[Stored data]
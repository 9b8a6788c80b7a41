//! Definition graph validation.
//!
//! Validates the definitions at build time:
//! - Checks that alias targets and explicit references exist
//! - Checks that required constructor parameters can be satisfied
//! - Detects alias loops and eager construction cycles
//!
//! All validation happens during [`ContainerBuilder::build()`](crate::container::ContainerBuilder::build),
//! BEFORE the first `get()` call. It is a best-effort pass: factories are
//! opaque and contribute no edges, so runtime cycle detection stays on.

use std::collections::HashSet;

use sanduq_support::naming::suggest_names;
use tracing::{debug, instrument, warn};

use crate::container::SELF_NAME;
use crate::definition::{Argument, ClassDefinition, Definition};
use crate::error::{CircularDependencyError, NotFoundError, Result, SanduqError};
use crate::introspect::ParamSpec;
use crate::registry::SourceChain;

/// Walks the definition graph depth-first from every defined name.
///
/// Edges run from an alias to its target and from a class to each entry
/// its constructor or properties will resolve. Edges into lazy classes are
/// not followed: those resolve to proxies, which break cycles.
pub(crate) struct GraphValidator<'a> {
    definitions: &'a SourceChain,
    /// Currently being visited (for cycle detection)
    visiting: HashSet<String>,
    /// Already validated (cache)
    validated: HashSet<String>,
    /// Current DFS path (for error reporting)
    path: Vec<String>,
}

impl<'a> GraphValidator<'a> {
    pub fn new(definitions: &'a SourceChain) -> Self {
        Self {
            definitions,
            visiting: HashSet::new(),
            validated: HashSet::new(),
            path: Vec::new(),
        }
    }

    /// Validates every definition in the container's own registry.
    ///
    /// # Errors
    /// - [`SanduqError::NotFound`]: an alias or reference points nowhere
    /// - [`SanduqError::Dependency`]: a required parameter has no source
    /// - [`SanduqError::CircularDependency`]: an alias or eager class loop
    #[instrument(skip(self), name = "graph_validation")]
    pub fn validate(&mut self) -> Result<()> {
        let mut roots: Vec<String> = self
            .definitions
            .registry
            .iter()
            .map(|definition| definition.name().to_string())
            .collect();
        roots.sort();

        debug!(definition_count = roots.len(), "Starting definition graph validation");

        for name in &roots {
            self.visit(name)?;
        }

        debug!("Definition graph validation passed ✓");
        Ok(())
    }

    fn visit(&mut self, name: &str) -> Result<()> {
        if self.validated.contains(name) {
            return Ok(());
        }

        if self.visiting.contains(name) {
            let start = self.path.iter().position(|entry| entry == name).unwrap_or(0);
            let mut chain = self.path[start..].to_vec();
            chain.push(name.to_string());

            warn!(cycle = ?chain, "Circular dependency detected!");
            return Err(SanduqError::CircularDependency(CircularDependencyError {
                entry: name.to_string(),
                chain,
            }));
        }

        let Some(definition) = self.definitions.lookup(name) else {
            if name == SELF_NAME {
                return Ok(());
            }
            return Err(self.not_found(name));
        };

        self.visiting.insert(name.to_string());
        self.path.push(name.to_string());

        match &definition {
            Definition::Value(_) | Definition::Factory(_) => {}
            Definition::Alias(alias) => self.follow(&alias.target)?,
            Definition::Class(class) => {
                for target in self.class_edges(class)? {
                    self.follow(&target)?;
                }
            }
        }

        self.path.pop();
        self.visiting.remove(name);
        self.validated.insert(name.to_string());
        Ok(())
    }

    /// Follows an edge out of a class or alias, stopping at lazy classes.
    fn follow(&mut self, target: &str) -> Result<()> {
        match self.definitions.lookup(target) {
            Some(Definition::Class(class)) if class.recipe.is_lazy() => Ok(()),
            _ => self.visit(target),
        }
    }

    /// Names a class will resolve while being built.
    fn class_edges(&self, definition: &ClassDefinition) -> Result<Vec<String>> {
        let class = definition.class();
        let recipe = &definition.recipe;
        let mut edges = Vec::new();

        let points = class
            .parameters()
            .iter()
            .map(|param| (param, recipe.constructor_override(param.name())))
            .chain(
                class
                    .properties()
                    .iter()
                    .map(|property| (property, recipe.property_override(property.name()))),
            );

        for (point, argument) in points {
            if let Some(edge) = self.edge(class.name(), point, argument)? {
                edges.push(edge);
            }
        }
        Ok(edges)
    }

    fn edge(&self, class: &str, point: &ParamSpec, argument: Option<&Argument>) -> Result<Option<String>> {
        match argument {
            Some(Argument::Value(_)) => return Ok(None),
            Some(Argument::Get(name)) => return Ok(Some(name.clone())),
            None => {}
        }

        if let Some(hint) = point.type_hint() {
            if self.definitions.contains(hint) || hint == SELF_NAME {
                return Ok(Some(hint.to_string()));
            }
        }

        if point.has_default() {
            return Ok(None);
        }

        Err(SanduqError::dependency(
            class,
            point.name(),
            match point.type_hint() {
                Some(hint) => format!("no entry named {hint:?} and no default value"),
                None => "no type hint, no override and no default value".to_string(),
            },
        ))
    }

    fn not_found(&self, name: &str) -> SanduqError {
        SanduqError::NotFound(NotFoundError {
            requested: name.to_string(),
            required_by: self.path.last().cloned(),
            suggestions: suggest_names(name, &self.definitions.names(), 3),
        })
    }
}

YOUR TASK:
Retype all of the data shown above, word for word.

OUTPUT FOR THIS TASK:
repository 9b8a6788c80b7a41
//! Definition graph validation.
//!
//! Validates the definitions at build time:
//! - Checks that alias targets and explicit references exist
//! - Checks that required constructor parameters can be satisfied
//! - Detects alias loops and eager construction cycles
//!
//! All validation happens during [`ContainerBuilder::build()`](crate::container::ContainerBuilder::build),
//! BEFORE the first `get()` call. It is a best-effort pass: factories are
//! opaque and contribute no edges, so runtime cycle detection stays on.

use std::collections::HashSet;

use sanduq_support::naming::suggest_names;
use tracing::{debug, instrument, warn};

use crate::container::SELF_NAME;
use crate::definition::{Argument, ClassDefinition, Definition};
use crate::error::{CircularDependencyError, NotFoundError, Result, SanduqError};
use crate::introspect::ParamSpec;
use crate::registry::SourceChain;

/// Walks the definition graph depth-first from every defined name.
///
/// Edges run from an alias to its target and from a class to each entry
/// its constructor or properties will resolve. Edges into lazy classes are
/// not followed: those resolve to proxies, which break cycles.
pub(crate) struct GraphValidator<'a> {
    definitions: &'a SourceChain,
    /// Currently being visited (for cycle detection)
    visiting: HashSet<String>,
    /// Already validated (cache)
    validated: HashSet<String>,
    /// Current DFS path (for error reporting)
    path: Vec<String>,
}

impl<'a> GraphValidator<'a> {
    pub fn new(definitions: &'a SourceChain) -> Self {
        Self {
            definitions,
            visiting: HashSet::new(),
            validated: HashSet::new(),
            path: Vec::new(),
        }
    }

    /// Validates every definition in the container's own registry.
    ///
    /// # Errors
    /// - [`SanduqError::NotFound`]: an alias or reference points nowhere
    /// - [`SanduqError::Dependency`]: a required parameter has no source
    /// - [`SanduqError::CircularDependency`]: an alias or eager class loop
    #[instrument(skip(self), name = "graph_validation")]
    pub fn validate(&mut self) -> Result<()> {
        let mut roots: Vec<String> = self
            .definitions
            .registry
            .iter()
            .map(|definition| definition.name().to_string())
            .collect();
        roots.sort();

        debug!(definition_count = roots.len(), "Starting definition graph validation");

        for name in &roots {
            self.visit(name)?;
        }

        debug!("Definition graph validation passed ✓");
        Ok(())
    }

    fn visit(&mut self, name: &str) -> Result<()> {
        if self.validated.contains(name) {
            return Ok(());
        }

        if self.visiting.contains(name) {
            let start = self.path.iter().position(|entry| entry == name).unwrap_or(0);
            let mut chain = self.path[start..].to_vec();
            chain.push(name.to_string());

            warn!(cycle = ?chain, "Circular dependency detected!");
            return Err(SanduqError::CircularDependency(CircularDependencyError {
                entry: name.to_string(),
                chain,
            }));
        }

        let Some(definition) = self.definitions.lookup(name) else {
            if name == SELF_NAME {
                return Ok(());
            }
            return Err(self.not_found(name));
        };

        self.visiting.insert(name.to_string());
        self.path.push(name.to_string());

        match &definition {
            Definition::Value(_) | Definition::Factory(_) => {}
            Definition::Alias(alias) => self.follow(&alias.target)?,
            Definition::Class(class) => {
                for target in self.class_edges(class)? {
                    self.follow(&target)?;
                }
            }
        }

        self.path.pop();
        self.visiting.remove(name);
        self.validated.insert(name.to_string());
        Ok(())
    }

    /// Follows an edge out of a class or alias, stopping at lazy classes.
    fn follow(&mut self, target: &str) -> Result<()> {
        match self.definitions.lookup(target) {
            Some(Definition::Class(class)) if class.recipe.is_lazy() => Ok(()),
            _ => self.visit(target),
        }
    }

    /// Names a class will resolve while being built.
    fn class_edges(&self, definition: &ClassDefinition) -> Result<Vec<String>> {
        let class = definition.class();
        let recipe = &definition.recipe;
        let mut edges = Vec::new();

        let points = class
            .parameters()
            .iter()
            .map(|param| (param, recipe.constructor_override(param.name())))
            .chain(
                class
                    .properties()
                    .iter()
                    .map(|property| (property, recipe.property_override(property.name()))),
            );

        for (point, argument) in points {
            if let Some(edge) = self.edge(class.name(), point, argument)? {
                edges.push(edge);
            }
        }
        Ok(edges)
    }

    fn edge(&self, class: &str, point: &ParamSpec, argument: Option<&Argument>) -> Result<Option<String>> {
        match argument {
            Some(Argument::Value(_)) => return Ok(None),
            Some(Argument::Get(name)) => return Ok(Some(name.clone())),
            None => {}
        }

        if let Some(hint) = point.type_hint() {
            if self.definitions.contains(hint) || hint == SELF_NAME {
                return Ok(Some(hint.to_string()));
            }
        }

        if point.has_default() {
            return Ok(None);
        }

        Err(SanduqError::dependency(
            class,
            point.name(),
            match point.type_hint() {
                Some(hint) => format!("no entry named {hint:?} and no default value"),
                None => "no type hint, no override and no default value".to_string(),
            },
        ))
    }

    fn not_found(&self, name: &str) -> SanduqError {
        SanduqError::NotFound(NotFoundError {
            requested: name.to_string(),
            required_by: self.path.last().cloned(),
            suggestions: suggest_names(name, &self.definitions.names(), 3),
        })
    }
}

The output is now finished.